Clear differences in intrapersonal coping strategies emerged between groups. Parents in the CR group displayed an awareness that they engaged in maladaptive health behaviors including overeating and internalizing/ignoring their stress. Conversely, parents in the ER group adopted a more positive mental framework to cope with their stress.
3.5. Similarities- family risk of Covid-19- “variable risk”

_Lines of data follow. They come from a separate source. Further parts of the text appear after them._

#[cfg(test)]
mod tests {
    use test_case::test_case;

    use super::*;
    use crate::storage::markdown::{Document, load};

    fn id(s: &str) -> RequirementId {
        s.parse().unwrap()
    }

    fn graph(text: &str) -> RequirementGraph {
        load(&[Document::new("doc.md", text)]).unwrap()
    }

    const BASE: &str = "> REQ-0\n> The base\n\n> REQ-1\n> Do the thing\n> critical\n> child-of: REQ-0\n";

    #[test]
    fn serialized_form() {
        let snapshot = Snapshot::from_graph(&graph(BASE));
        let text = String::from_utf8(snapshot.to_bytes().unwrap()).unwrap();

        let expected = format!(
            r#"{{
  "lock_format_version": 1,
  "generator_version": "{}",
  "requirements": [
    {{
      "id": "REQ-0",
      "description": "The base",
      "critical": false,
      "completed": false,
      "parents": []
    }},
    {{
      "id": "REQ-1",
      "description": "Do the thing",
      "critical": true,
      "completed": false,
      "parents": [
        "REQ-0"
      ]
    }}
  ]
}}
"#,
            env!("CARGO_PKG_VERSION")
        );
        assert_eq!(text, expected);
    }

    #[test]
    fn parents_are_sorted() {
        let graph = graph(
            "> REQ-1\n> a\n\n> REQ-2\n> b\n\n> REQ-3\n> c\n> child-of: REQ-2\n> child-of: REQ-1\n",
        );
        let snapshot = Snapshot::from_graph(&graph);
        let parents: Vec<&str> = snapshot.requirements()[2]
            .parents
            .iter()
            .map(RequirementId::as_str)
            .collect();
        assert_eq!(parents, ["REQ-1", "REQ-2"]);
    }

    #[test]
    fn round_trip_is_byte_identical() {
        let snapshot = Snapshot::from_graph(&graph(BASE));
        let bytes = snapshot.to_bytes().unwrap();

        let restored = Snapshot::from_slice(&bytes).unwrap();
        assert_eq!(restored, snapshot);

        let rebuilt = Snapshot::from_graph(&restored.into_graph().unwrap());
        assert_eq!(rebuilt.to_bytes().unwrap(), bytes);
    }

    #[test]
    fn snapshot_graph_keeps_requirements() {
        let original = graph(BASE);
        let restored = Snapshot::from_graph(&original).into_graph().unwrap();

        assert_eq!(restored.len(), original.len());
        let requirement = restored.get(&id("REQ-1")).unwrap();
        assert!(requirement.is_critical());
        assert_eq!(requirement.parents(), &[id("REQ-0")]);
        assert_eq!(requirement.source(), &Source::line("<snapshot>", 2));
    }

    #[test]
    fn diff_against_self_is_empty() {
        let graph = graph(BASE);
        let snapshot = Snapshot::from_graph(&graph);
        assert!(diff(&snapshot, &graph).is_empty());
        assert!(snapshot.is_up_to_date(&graph));
    }

    #[test]
    fn empty_graph_round_trips() {
        let graph = RequirementGraph::default();
        let bytes = Snapshot::from_graph(&graph).to_bytes().unwrap();
        let snapshot = Snapshot::from_slice(&bytes).unwrap();
        assert!(snapshot.requirements().is_empty());
        assert!(snapshot.is_up_to_date(&graph));
    }

    #[test]
    fn added_removed_and_changed() {
        let before = graph("> REQ-0\n> base\n\n> REQ-1\n> one\n\n> REQ-2\n> two\n");
        let after = graph(
            "> REQ-0\n> base\n\n> REQ-1\n> one, reworded\n> critical\n> child-of: REQ-0\n\n> REQ-3\n> three\n",
        );

        let result = diff(&Snapshot::from_graph(&before), &after);

        assert_eq!(result.added, [id("REQ-3")]);
        assert_eq!(result.removed, [id("REQ-2")]);
        assert_eq!(
            result.changed,
            [Change {
                id: id("REQ-1"),
                fields: vec![
                    FieldChange::Description {
                        old: "one".to_string(),
                        new: "one, reworded".to_string(),
                    },
                    FieldChange::Critical {
                        old: false,
                        new: true
                    },
                    FieldChange::Parents {
                        added: vec![id("REQ-0")],
                        removed: vec![],
                    },
                ],
            }]
        );
        assert_eq!(result.len(), 3);
    }

    #[test]
    fn completion_is_a_change() {
        let before = graph("> REQ-1\n> one\n");
        let after = graph("> REQ-1\n> one\n> completed\n");
        let result = diff(&Snapshot::from_graph(&before), &after);
        assert_eq!(
            result.changed[0].fields,
            [FieldChange::Completed {
                old: false,
                new: true
            }]
        );
    }

    #[test]
    fn moving_a_requirement_is_not_a_change() {
        let before = load(&[Document::new("a.md", "> REQ-1\n> one\n")]).unwrap();
        let after = load(&[Document::new(
            "b.md",
            "# Moved\n\nSome intro.\n\n> REQ-1\n> one\n",
        )])
        .unwrap();
        assert!(diff(&Snapshot::from_graph(&before), &after).is_empty());
    }

    #[test]
    fn parent_order_is_not_a_change() {
        let base = "> REQ-1\n> a\n\n> REQ-2\n> b\n\n";
        let before = graph(&format!("{base}> REQ-3\n> c\n> child-of: REQ-1\n> child-of: REQ-2\n"));
        let after = graph(&format!("{base}> REQ-3\n> c\n> child-of: REQ-2\n> child-of: REQ-1\n"));
        assert!(diff(&Snapshot::from_graph(&before), &after).is_empty());
    }

    #[test_case(0; "zero")]
    #[test_case(2; "next")]
    #[test_case(99; "far future")]
    fn unsupported_version_is_rejected(version: u32) {
        let bytes = format!(
            r#"{{"lock_format_version": {version}, "something_else": [1, 2, 3]}}"#
        );
        let error = Snapshot::from_slice(bytes.as_bytes()).unwrap_err();
        assert!(matches!(error, SnapshotFormatError::UnsupportedVersion(v) if v == version));
    }

    #[test_case(b""; "empty")]
    #[test_case(b"not json"; "not json")]
    #[test_case(b"{}"; "missing version")]
    #[test_case(br#"{"lock_format_version": "1"}"#; "string version")]
    #[test_case(br#"{"lock_format_version": 1}"#; "missing body")]
    #[test_case(
        br#"{"lock_format_version": 1, "generator_version": "0.1.0", "requirements": [{"id": "REQ", "description": "", "critical": false, "completed": false, "parents": []}]}"#;
        "invalid id"
    )]
    fn malformed_snapshot_is_rejected(bytes: &[u8]) {
        assert!(matches!(
            Snapshot::from_slice(bytes),
            Err(SnapshotFormatError::Json(_))
        ));
    }

    #[test]
    fn duplicate_ids_are_rejected() {
        let entry = r#"{"id": "REQ-1", "description": "x", "critical": false, "completed": false, "parents": []}"#;
        let bytes = format!(
            r#"{{"lock_format_version": 1, "generator_version": "0.1.0", "requirements": [{entry}, {entry}]}}"#
        );
        let error = Snapshot::from_slice(bytes.as_bytes()).unwrap_err();
        assert!(matches!(error, SnapshotFormatError::DuplicateId(dup) if dup == id("REQ-1")));
    }

    #[test]
    fn hand_edited_snapshot_with_dangling_parent_fails_validation() {
        let bytes = br#"{"lock_format_version": 1, "generator_version": "0.1.0", "requirements": [{"id": "REQ-1", "description": "x", "critical": false, "completed": false, "parents": ["REQ-7"]}]}"#;
        let snapshot = Snapshot::from_slice(bytes).unwrap();
        assert!(matches!(
            snapshot.into_graph(),
            Err(ValidationError::DanglingParentReference(_))
        ));
    }
}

Several risk perception theory constructs align with parent descriptions of the risk Covid-19 presents to their family. Similarities in perceived control over risk and reflections of common-dread were observed between groups. Parents perceived their control over Covid-19 risk as dependent upon individual factors including individual behavior (e.g. following Covid-19 precautions), personal health conditions, and age. Adherence to Covid-19 precautions was described as a strategy to control/reduce disease risk. Parents also described an evolving understanding and ultimate acceptance of Covid-19 risk and pandemic precautions. This evolution reveals that parents had minimal dread and learned to live with Covid-19 risk. In addition to physical health risks, parents recognized that the pandemic presented significant risks to their mental health by increasing feelings of social isolation, fear, and anxiety.
3.6. Differences- family risk of Covid-19- “uncertainty-discomfort”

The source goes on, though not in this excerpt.